Bryan is the operational mastermind behind Frosch’s success, but at the heart of the company is its ability to fashion out-of-this-world travel experiences for an elite clientele. Sure, Las Vegas is a fun time, but Frosch can deliver Sin City in a way most cannot. It was called “Vegas in 24 Hours” explains Richard; a birthday party, where 100 of the birthday boy’s closest friends were flown to Vegas via a 737. There, every couple of hours the scene switched to a new theme. Think lunch in New York (New York-New York Hotel) and dinner in Italy (The Venetian). Then there was the special access. Everybody loves watching the Carnival parade inside the Rio. But how about participating? “They were all in the parade,” says Bryan. There were other exclusive experiences, like backstage contact with illusionist David Copperfield.

Then there are the experiences that sound more harrowing than indulgent. “We had a group from the Young Presidents’ Organization spend time with the Israeli Defense Forces,” Bryan says. It was no picnic, but just the kind of experience and access that 99 percent of the population never gets a crack at. “They spent 44 hours out of 48 not sleeping,” Bryan says. “They learned how to shoot headshots from 200 yards out.” Why? “Because enemies are usually wearing bullet-proof vests,” Bryan says. Sounds more like a fraternity hell week, but not so says Bryan. “The group said it was the most amazing thing they had ever done.”

Experiences like these are usually set up through Frosch’s Private Client Services division headed by Karen Julie in New York. Launched four years ago, for an annual $10,000 fee, clients receive 24/7 white-glove service and access to anything they want—whether it’s impossible-to-get restaurant reservations or tickets to a sold-out show. The list is tireless. “We have the relationships and can make a call anywhere,” Richard says. “Many profess they can do it. But we always come through.”

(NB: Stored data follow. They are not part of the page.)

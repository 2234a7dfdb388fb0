use bevy_ecs::{
    component::Component,
    entity::Entity,
    system::{Commands, Query, Res},
};

use crate::systems::DeltaTime;

/// Seconds left before a transient effect (the crash explosion) leaves the road.
#[derive(Component, Debug, Clone, Copy)]
pub struct TimeToLive {
    pub remaining_seconds: f32,
}

impl TimeToLive {
    pub fn new(seconds: f32) -> Self {
        Self {
            remaining_seconds: seconds,
        }
    }

    /// Counts down by `seconds`. Returns true once nothing is left.
    pub fn tick(&mut self, seconds: f32) -> bool {
        if self.remaining_seconds <= seconds {
            self.remaining_seconds = 0.0;
            return true;
        }
        self.remaining_seconds -= seconds;
        false
    }
}

pub fn time_to_live_system(mut commands: Commands, dt: Res<DeltaTime>, mut query: Query<(Entity, &mut TimeToLive)>) {
    for (entity, mut ttl) in query.iter_mut() {
        if ttl.tick(dt.seconds) {
            commands.entity(entity).try_despawn();
        }
    }
}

And that’s Richard; he holds all the cards. “He’s like an encyclopedia,” Lara says. “He’s the one everyone turns to for guidance on planning those extraordinary experiences.” Richard receives daily reports that lay out where Frosch clients are traveling and sees to it that clients receive special recognition. “Nobody goes anywhere or sends clients anywhere without checking in with Richard,” Epstein says.

Family Ties

The Leibmans take a family trip every year, usually a cruise, but this year will be different. Richard, sadly, lost his wife Henia in March of last year. “My mom was passionate about cruising and wanted us to always be together,” says Lara Leibman. “She felt it was one of the best ways to spend quality time. We’ve been doing it for years and continue that tradition.” This month, the Leibmans are on a Crystal cruise from Barcelona to Athens.

Henia was instrumental in growing Frosch and expanding the company name. “She helped me travel all over the world,” Richard says, “establishing our name and reputation with the vendors and agency community.”

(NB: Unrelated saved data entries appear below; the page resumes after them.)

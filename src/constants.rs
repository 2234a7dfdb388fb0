//! This module contains all the constants used in the game.

use std::time::Duration;

use glam::Vec2;

pub const LOOP_TIME: Duration = Duration::from_nanos((1_000_000_000.0 / 60.0) as u64);

/// Default playfield size, in points (a portrait phone screen).
pub const DEFAULT_PLAYFIELD: Vec2 = Vec2::new(375.0, 812.0);

/// Repeating task periods and one-shot delays, in seconds.
pub mod timing {
    /// A coin is dropped on the road this often, regardless of difficulty.
    pub const COIN_SPAWN_PERIOD: f32 = 5.0;
    /// The car task is armed this long after the session starts.
    pub const CAR_START_DELAY: f32 = 0.5;
    /// Scrolling road lines are emitted this often (narrow devices only).
    pub const ROAD_LINE_PERIOD: f32 = 0.05;
    /// Time for a scrolling road line to cross the playfield.
    pub const ROAD_LINE_FALL_DURATION: f32 = 0.5;
    /// Fuel is burned once per period.
    pub const FUEL_BURN_PERIOD: f32 = 1.0;
    /// Accelerometer sampling period (100 Hz).
    pub const MOTION_SAMPLE_PERIOD: f32 = 0.01;
    /// Delay between a fatal crash and the post-game routing.
    pub const CRASH_SEQUENCE_DURATION: f32 = 1.0;
    /// Delay between presenting a reward ad and clearing the road of traffic.
    pub const TRAFFIC_CLEAR_DELAY: f32 = 1.0;
}

/// Core gameplay numbers.
pub mod mechanics {
    pub const MAX_FUEL: f32 = 100.0;
    pub const STARTING_LIVES: u8 = 3;
    /// Multiplier from accelerometer reading to points moved per sample.
    pub const TILT_GAIN: f32 = 10.0;
    /// Horizontal margin kept free of spawns on both road edges.
    pub const SPAWN_MARGIN: f32 = 30.0;
    /// Extra clearance between the player and the bottom edge.
    pub const ROAD_BOTTOM_PADDING: f32 = 10.0;
    /// Difficulty escalates every time the score crosses a multiple of this.
    pub const ESCALATION_SCORE_STEP: f64 = 100.0;
    /// Score awarded when a traffic car leaves the road without hitting the player.
    pub const CAR_PASS_SCORE: f64 = 1.0;
}

/// Starting difficulty and the per-escalation deltas.
pub mod difficulty {
    pub const CAR_SPAWN_INTERVAL: f32 = 1.5;
    pub const FUEL_SPAWN_INTERVAL: f32 = 12.0;
    pub const FALL_DURATION: f32 = 4.0;
    pub const FUEL_CONSUMPTION: f32 = 1.0;

    pub const CAR_SPAWN_INTERVAL_STEP: f32 = 0.1;
    pub const FUEL_SPAWN_INTERVAL_STEP: f32 = 0.5;
    pub const FALL_DURATION_STEP: f32 = 0.2;
    pub const FUEL_CONSUMPTION_STEP: f32 = 0.1;

    /// Floor that keeps every interval and duration positive.
    pub const MIN_DURATION: f32 = 0.1;
}

/// Sizes and z-ordering.
pub mod layout {
    use glam::Vec2;

    /// Number of lanes (and road-line scale) on narrow devices.
    pub const PHONE_SCALE_RATIO: f32 = 4.0;
    /// Number of lanes (and road-line scale) on wide-aspect devices.
    pub const TABLET_SCALE_RATIO: f32 = 6.0;

    /// Pickup diameter as a fraction of the playfield width.
    pub const PHONE_PICKUP_DIVISOR: f32 = 12.0;
    pub const TABLET_PICKUP_DIVISOR: f32 = 24.0;

    pub const ROAD_LINE_SIZE: Vec2 = Vec2::new(6.0, 30.0);
    /// Vertical clearance added above and below a scrolling road line.
    pub const ROAD_LINE_CLEARANCE: f32 = 20.0;

    /// Catalog index of the truck, which is drawn wider than the other cars.
    pub const TRUCK_INDEX: u8 = 20;
    pub const CAR_ASPECT: f32 = 2.0;
    pub const TRUCK_ASPECT: f32 = 3.2;
    pub const CATALOG_SIZE: u8 = 21;
}

/// Z-order of each entity family.
pub mod layer {
    pub const ROAD: i8 = -1;
    pub const PICKUP: i8 = 0;
    pub const TRAFFIC: i8 = 0;
    pub const PLAYER: i8 = 1;
    pub const EFFECT: i8 = 2;
}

After Henia’s death, an endowment fund was established in her memory at Holocaust Museum Houston. The fund provides support through scholarships for educators traveling to Israel.

One of Frosch’s newest clients—or clientele—is the entertainment industry. “We are growing it,” says Lara, particularly now that the agency has visibility in both New York and Los Angeles. It’s a lot of hand-holding, yes, but a windfall. While Frosch is tightlipped on the identity of its entertainment clients, we spied a Def Leppard record framed and displayed prominently in Frosch’s New York office.

No matter how large Frosch gets or how wide a network it composes, there is little doubt that it will remain a close-knit company. This is something ingrained by Richard, Bryan and Lara. Epstein should know, having been with Frosch for such a long period of time. She says luxury travel begins with service and a caring attitude, two traits inherent in Frosch. “When I started we were only one agency,” she says. “No matter how large we get, we all still feel connected, like family.”

 

Lara Leibman
Lara Leibman has a background in law, but, like brother Bryan, joined the family business six years ago. Their other sibling, Neville, has, thus far, stayed in medicine.